Василий и я сразу отправились к нашему хорошему приятелю — заведующему лагерной баней. Втроем заперлись в моечном помещении и, как ошалелые мальчишки, принялись скакать, барабанить по шайкам, распевать песни. Если бы кто-нибудь мог видеть нас со стороны!.. Да простит Господь, мы ликовали и радовались смерти человека... Нет! Не человека — страшного, кровавого чудища... Уже тогда мы знали: в его черный смертный список были занесены представители всех сословий и всех национальностей этой страны. И множество людей за ее пределами. У него были длинные руки. А туда, куда он не дотягивался, — добирались его подручные. Он не щадил ни стариков, ни детей, ни соратников, ни друзей молодости, ни близких родственников, ни своих собственных детей. Он присваивал чужие революционные, военные и даже научные заслуги и идеи, а потом уничтожал их авторов. Он отбил у людей охоту к труду, любовь к земле. По его указанию были обезглавлены вооруженные силы страны, уничтожен почти весь высший и средний командный состав Красной Армии. Истреблены или репрессированы наиболее талантливые представители науки, культуры, техники. Его авантюрная внешняя политика неизбежно вела к войне.

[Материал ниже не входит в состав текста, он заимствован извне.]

//! Output types of the aggregation engine

use crate::core::models::Period;
use serde::{Deserialize, Serialize};
use std::fmt;

/// One bar of the grade histogram
#[derive(Debug, Clone, PartialEq, Serialize, Deserialize)]
pub struct GradeShare {
    /// Bucket label (e.g., "A" or "B+")
    pub grade: String,
    /// Courses in the bucket
    pub count: usize,
    /// Share of GPA-affecting courses, one decimal
    pub percentage: f64,
}

/// One slice of the department breakdown
#[derive(Debug, Clone, PartialEq, Serialize, Deserialize)]
pub struct DepartmentShare {
    /// Department key (e.g., "MATH")
    pub category: String,
    /// Completed courses in the department
    pub count: usize,
    /// Share of completed courses, one decimal
    pub percentage: f64,
}

/// Earned credits in one period
#[derive(Debug, Clone, PartialEq, Serialize, Deserialize)]
pub struct PeriodCredits {
    /// The period
    pub period: Period,
    /// Credits earned in the period
    pub credits: f64,
}

/// GPA and credit totals for one period
#[derive(Debug, Clone, PartialEq, Serialize, Deserialize)]
pub struct PeriodGpa {
    /// The period
    pub period: Period,
    /// Term GPA, `None` when no course in the period carried quality points
    pub gpa: Option<f64>,
    /// Credits attempted (everything completed except withdrawals)
    pub attempted_credits: f64,
    /// Credits earned
    pub earned_credits: f64,
    /// Completed courses in the period
    pub course_count: usize,
}

/// A period singled out by the insight generator
#[derive(Debug, Clone, Copy, PartialEq, Serialize, Deserialize)]
pub struct SemesterHighlight {
    /// The period
    pub period: Period,
    /// Its GPA
    pub gpa: f64,
}

/// Summary findings derived from the period series and distributions
#[derive(Debug, Clone, PartialEq, Default, Serialize, Deserialize)]
pub struct Insights {
    /// Department with the largest share of completed courses
    pub top_department: Option<DepartmentShare>,
    /// Mean earned credits per period
    pub avg_credits_per_semester: f64,
    /// Last GPA period strictly above the first (endpoint comparison only)
    pub is_improving: bool,
    /// Last GPA minus first GPA; zero with fewer than two GPA periods
    pub gpa_change: f64,
    /// Highest-GPA period (earliest on ties)
    pub best_semester: Option<SemesterHighlight>,
    /// Lowest-GPA period (earliest on ties)
    pub worst_semester: Option<SemesterHighlight>,
}

/// Class standing by earned credits
#[derive(Debug, Clone, Copy, PartialEq, Eq, Default, Serialize, Deserialize)]
#[serde(rename_all = "lowercase")]
pub enum ClassStanding {
    /// 0 to 30 credits
    #[default]
    Freshman,
    /// 31 to 60 credits
    Sophomore,
    /// 61 to 90 credits
    Junior,
    /// More than 90 credits
    Senior,
}

impl ClassStanding {
    /// Standing for a number of earned credits
    #[must_use]
    pub fn from_credits(credits: f64) -> Self {
        if credits > 90.0 {
            Self::Senior
        } else if credits > 60.0 {
            Self::Junior
        } else if credits > 30.0 {
            Self::Sophomore
        } else {
            Self::Freshman
        }
    }
}

impl fmt::Display for ClassStanding {
    fn fmt(&self, f: &mut fmt::Formatter<'_>) -> fmt::Result {
        let name = match self {
            Self::Freshman => "Freshman",
            Self::Sophomore => "Sophomore",
            Self::Junior => "Junior",
            Self::Senior => "Senior",
        };
        f.write_str(name)
    }
}

/// Progress toward the degree credit requirement
#[derive(Debug, Clone, PartialEq, Default, Serialize, Deserialize)]
pub struct DegreeProgress {
    /// Percent of the requirement earned, clamped to `[0, 100]`
    pub percentage: f64,
    /// Credits still needed, never negative
    pub remaining_credits: f64,
    /// Semesters left at the current pace; `None` when the pace is zero
    pub estimated_semesters_remaining: Option<u32>,
    /// Class standing by earned credits
    pub standing: ClassStanding,
}

/// Courses currently being taken
#[derive(Debug, Clone, PartialEq, Default, Serialize, Deserialize)]
pub struct InProgressSummary {
    /// Number of in-progress courses
    pub courses: usize,
    /// Their credit hours
    pub credits: f64,
}

/// Every metric derived from one snapshot of course records.
///
/// Produced fresh by each call to `aggregate`; never updated in place.
#[derive(Debug, Clone, PartialEq, Default, Serialize, Deserialize)]
pub struct AggregationBundle {
    /// Credit-weighted GPA over completed GPA-affecting courses
    pub overall_gpa: f64,
    /// Earned credits over completed courses
    pub total_credits: f64,
    /// Completed courses
    pub total_courses: usize,
    /// Distinct departments among completed courses
    pub department_count: usize,
    /// `true` when there are no completed courses at all
    pub has_no_data: bool,
    /// Grade histogram, best grade first, empty buckets omitted
    pub grade_distribution: Vec<GradeShare>,
    /// Department breakdown, alphabetical
    pub department_distribution: Vec<DepartmentShare>,
    /// Earned credits per period, chronological
    pub credits_by_period: Vec<PeriodCredits>,
    /// GPA per period, chronological
    pub gpa_by_period: Vec<PeriodGpa>,
    /// Summary insights
    pub insights: Insights,
    /// Degree progress
    pub degree_progress: DegreeProgress,
    /// In-progress courses
    pub in_progress: InProgressSummary,
    /// Ids of records skipped because of unrecognized grades
    pub skipped_records: Vec<String>,
}

impl AggregationBundle {
    /// The "no data yet" bundle returned for an empty record set
    #[must_use]
    pub fn empty() -> Self {
        Self {
            has_no_data: true,
            ..Self::default()
        }
    }

    /// Periods that have GPA data, chronological
    pub fn graded_periods(&self) -> impl Iterator<Item = SemesterHighlight> + '_ {
        self.gpa_by_period.iter().filter_map(|point| {
            point.gpa.map(|gpa| SemesterHighlight {
                period: point.period,
                gpa,
            })
        })
    }
}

Он растлил сознание целого поколения, насаждая ложь, раболепие. С его благословения доносы на ближних были возведены в ранг доблести. Он превратил для многих Родину-Мать в мачеху-предательницу.

Об этом мы говорили и думали той ночью. Еще не было свидетельств Александра Солженицина, Василия Гроссмана, Юрия Домбровского и многих других...

Но ведь были глаза, уши. Был здравый смысл. Был наконец норильский лагерь, равно как десятки и сотни других лагерей. Едва ли в ту пору кто-либо мог представить себе масштабы сталинских преступлений, но не видеть их совсем?.. Не верю. Надо было очень хотеть не видеть, не слышать, не знать. Таких и сегодня тьма-тьмущая. •

Да, огромное количество свидетелей было уничтожено, но уцелевшие сотни, тысячи находились здесь, рядом со мной. Общаясь с ними, я получал бесконечные подтверждения бесчисленных преступлений, творимых Сталиным и его подручными.

Теперь вся эта огромная масса свидетелей томилась ожиданием...

И вот, наконец, свершилось! Сообщение правительственной комиссии: Сталин умер!

Лагерь ликовал. Никто не пошел в шахты. Все лагерное начальство, надзиратели и охрана переселились в зону. Внутри за колючей проволокой остались только заключенные.

На территории нашего лагеря, где были заключенные только по 58-й статье, отдельно от других стоял барак для уголовников, прислуживавших лагерной администрации. Он был отгорожен от остальной территории. Нам вход туда был запрещен. Обитатели же этого барака — привилегированные урки, могли свободно разгуливать по зоне, заходили на кухню с черного хода, уносили к себе полные котелки. В шахтах никто из них не работал. Перевели их к нам из других лагерей, где им грозила неминуемая расправа за издевательства над такими же, как и они, зеками, за стукачество и поборы. Среди них был особенно жестокий садист с несколькими судимостями за бандитизм, изнасилование и растление малолетних. В лагере, откуда его перевели к нам, он заведовал штрафным изолятором и был известен своими изуверскими расправами. Здесь для маскировки он носил темные очки.